Demystifying Retirement Management for Multinational Employers

Demystifying Retirement Management for Multinational Employers
May 18, 2026 8 mins

Demystifying Retirement Management for Multinational Employers

Demystifying Retirement Management for Multinational Employers

For multinational employers, global retirement management turns shared principles into consistent governance. This can result in improved retirement outcomes across countries.

Key Takeaways
  1. As costs and accountability increase, global retirement and benefit teams are taking a more active role in overseeing retirement plans and outcomes across countries.
  2. Leading organizations are establishing clear ownership, governance and visibility across retirement plans, while preserving flexibility for local regulation and market practice.
  3. Better data changes the conversation. Improved visibility — supported by digital tools — helps employers identify gaps, benchmark plans and prioritize action across countries.
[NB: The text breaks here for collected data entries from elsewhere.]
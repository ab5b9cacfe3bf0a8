//! # Error Types
//!
//! Errors and warnings shared by the validator, the resolver and the API.
//! All errors use `thiserror` for derive-based `Display` and `Error`.
//!
//! ## Design
//!
//! - Duplicate tuples are fatal and reported exhaustively, never one at a time.
//!   So are distinct nodes that would be stored under the same name at one
//!   level.
//! - An unresolved parent is a warning value, not an error. Whether it stops
//!   a submission is decided by the resolution mode in `ngoreg-store`.

use serde::{Deserialize, Serialize};
use thiserror::Error;

use crate::zone::{ZoneKey, ZoneType};

/// One `(zone_type, name, parent_name)` tuple that appears more than once.
#[derive(Debug, Clone, PartialEq, Eq, Serialize, Deserialize)]
#[cfg_attr(feature = "openapi", derive(utoipa::ToSchema))]
pub struct DuplicateTuple {
    pub key: ZoneKey,
    /// How many times the tuple occurs in the submitted list (always >= 2).
    pub occurrences: usize,
}

impl std::fmt::Display for DuplicateTuple {
    fn fmt(&self, f: &mut std::fmt::Formatter<'_>) -> std::fmt::Result {
        write!(f, "{} (x{})", self.key, self.occurrences)
    }
}

/// Distinct nodes that would share one stored name at the same level.
#[derive(Debug, Clone, PartialEq, Eq, Serialize, Deserialize)]
#[cfg_attr(feature = "openapi", derive(utoipa::ToSchema))]
pub struct NameCollision {
    pub zone_type: ZoneType,
    pub stored_name: String,
    /// The colliding nodes, in list order.
    pub zones: Vec<ZoneKey>,
}

impl std::fmt::Display for NameCollision {
    fn fmt(&self, f: &mut std::fmt::Formatter<'_>) -> std::fmt::Result {
        let zones = self
            .zones
            .iter()
            .map(ToString::to_string)
            .collect::<Vec<_>>()
            .join(" / ");
        write!(
            f,
            "{} '{}' stored for {}",
            self.zone_type, self.stored_name, zones
        )
    }
}

/// The submitted zone list contains structural duplicates.
#[derive(Error, Debug, Clone, PartialEq, Eq, Serialize, Deserialize)]
#[error("duplicate zones: {}", render_duplicates(.duplicates, .collisions))]
pub struct DuplicateZoneError {
    /// Every colliding tuple, in first-occurrence order.
    pub duplicates: Vec<DuplicateTuple>,
    /// Every stored-name collision between distinct tuples.
    #[serde(default, skip_serializing_if = "Vec::is_empty")]
    pub collisions: Vec<NameCollision>,
}

impl DuplicateZoneError {
    pub fn is_empty(&self) -> bool {
        self.duplicates.is_empty() && self.collisions.is_empty()
    }
}

fn render_duplicates(duplicates: &[DuplicateTuple], collisions: &[NameCollision]) -> String {
    duplicates
        .iter()
        .map(ToString::to_string)
        .chain(collisions.iter().map(ToString::to_string))
        .collect::<Vec<_>>()
        .join(", ")
}

/// A node whose declared parent is absent from the list.
#[derive(Debug, Clone, PartialEq, Eq, Serialize, Deserialize)]
#[cfg_attr(feature = "openapi", derive(utoipa::ToSchema))]
pub struct UnresolvedParent {
    /// The orphaned node.
    pub key: ZoneKey,
    /// Level the missing parent should have been.
    pub expected_parent_type: ZoneType,
    /// The parent name that matched nothing (`None` when none was declared).
    pub parent_name: Option<String>,
}

impl std::fmt::Display for UnresolvedParent {
    fn fmt(&self, f: &mut std::fmt::Formatter<'_>) -> std::fmt::Result {
        match &self.parent_name {
            Some(parent) => write!(
                f,
                "{} references missing {} '{}'",
                self.key, self.expected_parent_type, parent
            ),
            None => write!(
                f,
                "{} has no {} parent",
                self.key, self.expected_parent_type
            ),
        }
    }
}

/// Error during canonical serialization of a zone set.
#[derive(Error, Debug)]
pub enum CanonicalizationError {
    /// JSON serialization failed.
    #[error("serialization failed: {0}")]
    SerializationFailed(#[from] serde_json::Error),
}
Many multinational employers are re-examining how they manage defined contribution (DC) plans as retirement costs, regulatory scrutiny and workforce expectations increase. What was once treated as a local, one-time design decision is now recognized as a long-term investment that requires active oversight across countries. Organizations are starting to evaluate whether employees can retire comfortably based on state provision, employer-sponsored plans and personal savings.

In practice, however, formal retirement governance is often concentrated in a handful of larger markets, where plans are most visible or most heavily regulated. Outside these core countries, DC arrangements may operate with limited or purely administrative local oversight and little connection to any global framework.
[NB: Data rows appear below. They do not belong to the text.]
/// Toggle municipality `name` of department `department` in region `region`.
pub fn toggle_municipality(
    zones: &[ZoneNode],
    name: &str,
    department: &str,
    region: &str,
) -> Vec<ZoneNode> {
    if has_municipality(zones, name, department) {
        tracing::debug!(municipality = name, department, "deselect municipality");
        return zones
            .iter()
            .filter(|z| !is_municipality_of(z, name, department))
            .cloned()
            .collect();
    }

    tracing::debug!(municipality = name, department, region, "select municipality");
    let mut next = zones.to_vec();
    ensure_department(&mut next, department, region);
    next.push(ZoneNode::municipality(name, department));
    next
}

// ─── Presence ────────────────────────────────────────────────────────

fn has_country(zones: &[ZoneNode], name: &str) -> bool {
    zones.iter().any(|z| z.is(ZoneType::Country, name))
}

fn has_region(zones: &[ZoneNode], name: &str) -> bool {
    zones.iter().any(|z| z.is(ZoneType::Region, name))
}

fn has_department(zones: &[ZoneNode], name: &str, region: &str) -> bool {
    zones.iter().any(|z| is_department_of(z, name, region))
}

fn has_municipality(zones: &[ZoneNode], name: &str, department: &str) -> bool {
    zones.iter().any(|z| is_municipality_of(z, name, department))
}

fn is_department_of(z: &ZoneNode, name: &str, region: &str) -> bool {
    z.is(ZoneType::Department, name) && z.is_child_of(region)
}

fn is_municipality_of(z: &ZoneNode, name: &str, department: &str) -> bool {
    z.is(ZoneType::Municipality, name) && z.is_child_of(department)
}

// ─── Cascade steps ───────────────────────────────────────────────────

fn ensure_senegal(zones: &mut Vec<ZoneNode>) {
    if !has_country(zones, SENEGAL) {
        zones.push(ZoneNode::country(SENEGAL));
    }
}

fn ensure_region(zones: &mut Vec<ZoneNode>, region: &str) {
    ensure_senegal(zones);
    if !has_region(zones, region) {
        zones.push(ZoneNode::region(region));
    }
}

fn ensure_department(zones: &mut Vec<ZoneNode>, department: &str, region: &str) {
    ensure_region(zones, region);
    if !has_department(zones, department, region) {
        zones.push(ZoneNode::department(department, region));
    }
}

fn remove_region(zones: &[ZoneNode], region: &str) -> Vec<ZoneNode> {
    let departments: Vec<&str> = zones
        .iter()
        .filter(|z| z.zone_type == ZoneType::Department && z.is_child_of(region))
        .map(|z| z.name.as_str())
        .collect();

    zones
        .iter()
        .filter(|z| match z.zone_type {
            ZoneType::Country => true,
            ZoneType::Region => z.name != region,
            ZoneType::Department => !z.is_child_of(region),
            ZoneType::Municipality => !z
                .parent_name
                .as_deref()
                .is_some_and(|p| departments.contains(&p)),
        })
        .cloned()
        .collect()
}

#[cfg(test)]
mod tests {
    use super::*;
    use std::collections::HashSet;

    fn dakar_chain() -> Vec<ZoneNode> {
        toggle_municipality(&[], "Pikine", "Pikine", "Dakar")
    }

    fn keys(zones: &[ZoneNode]) -> HashSet<ngoreg_core::ZoneKey> {
        zones.iter().map(ZoneNode::key).collect()
    }

    // ── Selection ────────────────────────────────────────────────────

    #[test]
    fn select_municipality_from_empty_yields_full_chain() {
        let zones = dakar_chain();
        assert_eq!(
            zones,
            vec![
                ZoneNode::country(SENEGAL),
                ZoneNode::region("Dakar"),
                ZoneNode::department("Pikine", "Dakar"),
                ZoneNode::municipality("Pikine", "Pikine"),
            ]
        );
    }

    #[test]
    fn select_region_adds_senegal_once() {
        let zones = toggle_region(&[], "Dakar");
        let zones = toggle_region(&zones, "Thiès");
        let countries = zones.iter().filter(|z| z.is_senegal()).count();
        assert_eq!(countries, 1);
        assert_eq!(zones.len(), 3);
    }

    #[test]
    fn select_department_reuses_existing_region() {
        let zones = toggle_region(&[], "Thiès");
        let zones = toggle_department(&zones, "Mbour", "Thiès");
        assert_eq!(
            zones,
            vec![
                ZoneNode::country(SENEGAL),
                ZoneNode::region("Thiès"),
                ZoneNode::department("Mbour", "Thiès"),
            ]
        );
    }

    #[test]
    fn select_other_country_has_no_cascade() {
        let zones = toggle_country(&[], "Mali");
        assert_eq!(zones, vec![ZoneNode::country("Mali")]);
    }

    #[test]
    fn same_municipality_name_under_two_departments() {
        let zones = toggle_municipality(&[], "Centre", "Alpha", "R1");
        let zones = toggle_municipality(&zones, "Centre", "Beta", "R1");
        let centres = zones.iter().filter(|z| z.name == "Centre").count();
        assert_eq!(centres, 2);
        assert_eq!(keys(&zones).len(), zones.len());
    }

    // ── Deselection ──────────────────────────────────────────────────

    #[test]
    fn deselect_senegal_clears_subtree_but_keeps_other_countries() {
        let zones = toggle_country(&dakar_chain(), "Mali");
        let zones = toggle_country(&zones, SENEGAL);
        assert_eq!(zones, vec![ZoneNode::country("Mali")]);
    }

    #[test]
    fn deselect_other_country_removes_only_it() {
        let zones = toggle_country(&dakar_chain(), "Mali");
        let zones = toggle_country(&zones, "Mali");
        assert_eq!(zones, dakar_chain());
    }

    #[test]
    fn deselect_region_cascades_down() {
        let mut zones = dakar_chain();
        zones = toggle_municipality(&zones, "Guédiawaye", "Guédiawaye", "Dakar");
        zones = toggle_municipality(&zones, "Mbour", "Mbour", "Thiès");

        let zones = toggle_region(&zones, "Dakar");
        assert_eq!(
            zones,
            vec![
                ZoneNode::country(SENEGAL),
                ZoneNode::region("Thiès"),
                ZoneNode::department("Mbour", "Thiès"),
                ZoneNode::municipality("Mbour", "Mbour"),
            ]
        );
    }

    #[test]
    fn deselect_last_region_keeps_senegal() {
        let zones = toggle_region(&[], "Dakar");
        let zones = toggle_region(&zones, "Dakar");
        assert_eq!(zones, vec![ZoneNode::country(SENEGAL)]);
    }

    #[test]
    fn deselect_department_removes_its_municipalities_only() {
        let mut zones = dakar_chain();
        zones = toggle_municipality(&zones, "Rufisque Est", "Rufisque", "Dakar");
        let zones = toggle_department(&zones, "Pikine", "Dakar");
        assert_eq!(
            zones,
            vec![
                ZoneNode::country(SENEGAL),
                ZoneNode::region("Dakar"),
                ZoneNode::department("Rufisque", "Dakar"),
                ZoneNode::municipality("Rufisque Est", "Rufisque"),
            ]
        );
    }

    #[test]
    fn deselect_municipality_keeps_ancestors() {
        let zones = toggle_municipality(&dakar_chain(), "Pikine", "Pikine", "Dakar");
        assert_eq!(zones.len(), 3);
        assert!(zones.iter().all(|z| z.zone_type != ZoneType::Municipality));
    }

    #[test]
    fn department_toggle_is_scoped_to_its_region() {
        // A department toggled under a different region is a different node.
        let zones = toggle_department(&[], "Centre", "R1");
        let zones = toggle_department(&zones, "Centre", "R2");
        assert_eq!(
            zones
                .iter()
                .filter(|z| z.zone_type == ZoneType::Department)
                .count(),
            2
        );
    }

    // ── Event dispatch ───────────────────────────────────────────────

    #[test]
    fn apply_toggle_matches_direct_calls() {
        let event = ToggleEvent::Municipality {
            name: "Pikine".into(),
            parent_name: "Pikine".into(),
            region: "Dakar".into(),
        };
        assert_eq!(apply_toggle(&[], &event), dakar_chain());
        assert!(is_selected(&dakar_chain(), &event));
        assert!(!is_selected(&[], &event));
    }

    #[test]
    fn toggle_event_json_is_tagged_by_zone_type() {
        let event: ToggleEvent = serde_json::from_str(
            r#"{"zone_type":"department","name":"Mbour","parent_name":"Thiès"}"#,
        )
        .unwrap();
        assert_eq!(event.zone_type(), ZoneType::Department);
        assert_eq!(event.name(), "Mbour");
    }

    // ── Property-based tests ─────────────────────────────────────────

    use proptest::prelude::*;

    fn toggle_event() -> impl Strategy<Value = ToggleEvent> {
        let names = || prop::sample::select(vec!["Dakar", "Thiès", "Centre", "Mbour"]);
        prop_oneof![
            prop::sample::select(vec![SENEGAL, "Mali"])
                .prop_map(|n| ToggleEvent::Country { name: n.into() }),
            names().prop_map(|n| ToggleEvent::Region { name: n.into() }),
            (names(), names()).prop_map(|(n, r)| ToggleEvent::Department {
                name: n.into(),
                parent_name: r.into(),
            }),
            (names(), names(), names()).prop_map(|(n, d, r)| ToggleEvent::Municipality {
                name: n.into(),
                parent_name: d.into(),
                region: r.into(),
            }),
        ]
    }

    fn run(events: &[ToggleEvent]) -> Vec<ZoneNode> {
        events
            .iter()
            .fold(Vec::new(), |zones, e| apply_toggle(&zones, e))
    }

    proptest! {
        /// Any region implies Sénégal.
        #[test]
        fn region_implies_senegal(events in prop::collection::vec(toggle_event(), 0..30)) {
            let zones = run(&events);
            if zones.iter().any(|z| z.zone_type == ZoneType::Region) {
                prop_assert!(zones.iter().any(ZoneNode::is_senegal));
            }
        }

        /// No toggle sequence produces a duplicate tuple.
        #[test]
        fn no_duplicate_tuples(events in prop::collection::vec(toggle_event(), 0..30)) {
            let zones = run(&events);
            prop_assert_eq!(keys(&zones).len(), zones.len());
        }

        /// Every department names a present region; every municipality a
        /// present department.
        #[test]
        fn parents_are_present(events in prop::collection::vec(toggle_event(), 0..30)) {
            let zones = run(&events);
            for z in &zones {
                let parent_type = match z.zone_type {
                    ZoneType::Department => ZoneType::Region,
                    ZoneType::Municipality => ZoneType::Department,
                    _ => continue,
                };
                let parent = z.parent_name.as_deref().unwrap_or_default();
                prop_assert!(zones.iter().any(|p| p.is(parent_type, parent)), "orphan {}", z.key());
            }
        }

        /// Toggling the same event twice from a state where it was absent
        /// returns the original list.
        #[test]
        fn select_then_deselect_leaf_is_identity(
            events in prop::collection::vec(toggle_event(), 0..20),
            name in prop::sample::select(vec!["Ndiaye", "Keur"]),
        ) {
            let zones = run(&events);
            let leaf = ToggleEvent::Country { name: name.into() };
            let back = apply_toggle(&apply_toggle(&zones, &leaf), &leaf);
            prop_assert_eq!(back, zones);
        }
    }
}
“Retirement has quietly become one of the largest employee benefit investments for many organizations globally, yet global retirement management and oversight often remain fragmented across countries and vendors,” says Alison Cosadinos, Head of UK and EMEA International Wealth Solutions. Fewer than one in four multinationals have both a centralized global benefit strategy and formal governance in place. Almost half still rely entirely on decentralized local oversight.1

Centralizing the Governance of DC Plans

DC can’t be treated as “set and forget,” says Céline Ng Tong, Business Development Director of Global Benefits in the UK. “Governance has to keep pace with the scale of spend and duty of care employers now carry when managing retirement plans for multinational workforces.”
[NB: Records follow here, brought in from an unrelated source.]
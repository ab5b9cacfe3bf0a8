//! # ngoreg-api — Axum API for NGO Intervention Zones
//!
//! HTTP boundary of the zone hierarchy resolver. The registration form
//! edits a flat, name-keyed zone list (through `/v1/zones/toggle`), checks
//! it (`/v1/zones/validate`), and saves it against an NGO, where the
//! three-pass resolver turns it into identifier-keyed rows.
//!
//! ## API Surface
//!
//! | Prefix                   | Module                | Domain           |
//! |--------------------------|-----------------------|------------------|
//! | `/v1/ngos/{ngo_id}/zones`| [`routes::zones`]     | Stored zones     |
//! | `/v1/zones/*`            | [`routes::editing`]   | Form helpers     |
//! | `/openapi.json`          | [`openapi`]           | API description  |
//! | `/metrics`               | [`middleware::metrics`] | Prometheus     |
//!
//! ## Middleware Stack (execution order)
//!
//! ```text
//! TraceLayer → MetricsMiddleware → Handler
//! ```
//!
//! Health probes (`/health/*`) are mounted outside the middleware stack.

pub mod error;
pub mod extractors;
pub mod middleware;
pub mod openapi;
pub mod routes;
pub mod state;

use axum::extract::State;
use axum::middleware::from_fn;
use axum::routing::get;
use axum::Router;

use crate::error::AppError;
use crate::state::AppState;

/// Assemble the full application router with all routes and middleware.
pub fn app(state: AppState) -> Router {
    let api = Router::new()
        .merge(routes::zones::router())
        .merge(routes::editing::router())
        .merge(openapi::router())
        .route("/metrics", get(middleware::metrics::render))
        .route_layer(from_fn(middleware::metrics::metrics_middleware))
        .layer(middleware::tracing_layer::layer())
        .with_state(state.clone());

    let health = Router::new()
        .route("/health/liveness", get(liveness))
        .route("/health/readiness", get(readiness))
        .with_state(state);

    Router::new().merge(health).merge(api)
}

/// Liveness probe: 200 while the process runs.
async fn liveness() -> &'static str {
    "ok"
}

/// Readiness probe: 200 once the zone store answers.
async fn readiness(State(state): State<AppState>) -> Result<&'static str, AppError> {
    state.store.ready().await.map_err(|e| {
        tracing::warn!(store = state.store.kind(), error = %e, "readiness check failed");
        AppError::ServiceUnavailable(format!("{} store not ready", state.store.kind()))
    })?;
    Ok("ready")
}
Many organizations believe they have their retirement governance covered. As employers look at optimizing their total rewards spend, cost management is now a priority in global benefits. While controlling costs is key, short-term savings must not sacrifice long term value, especially for retirement outcomes. Even when a DC plan appears well-designed, outcomes can erode significantly over time.

50%

of companies currently have no or only ad hoc global reporting for benefit governance.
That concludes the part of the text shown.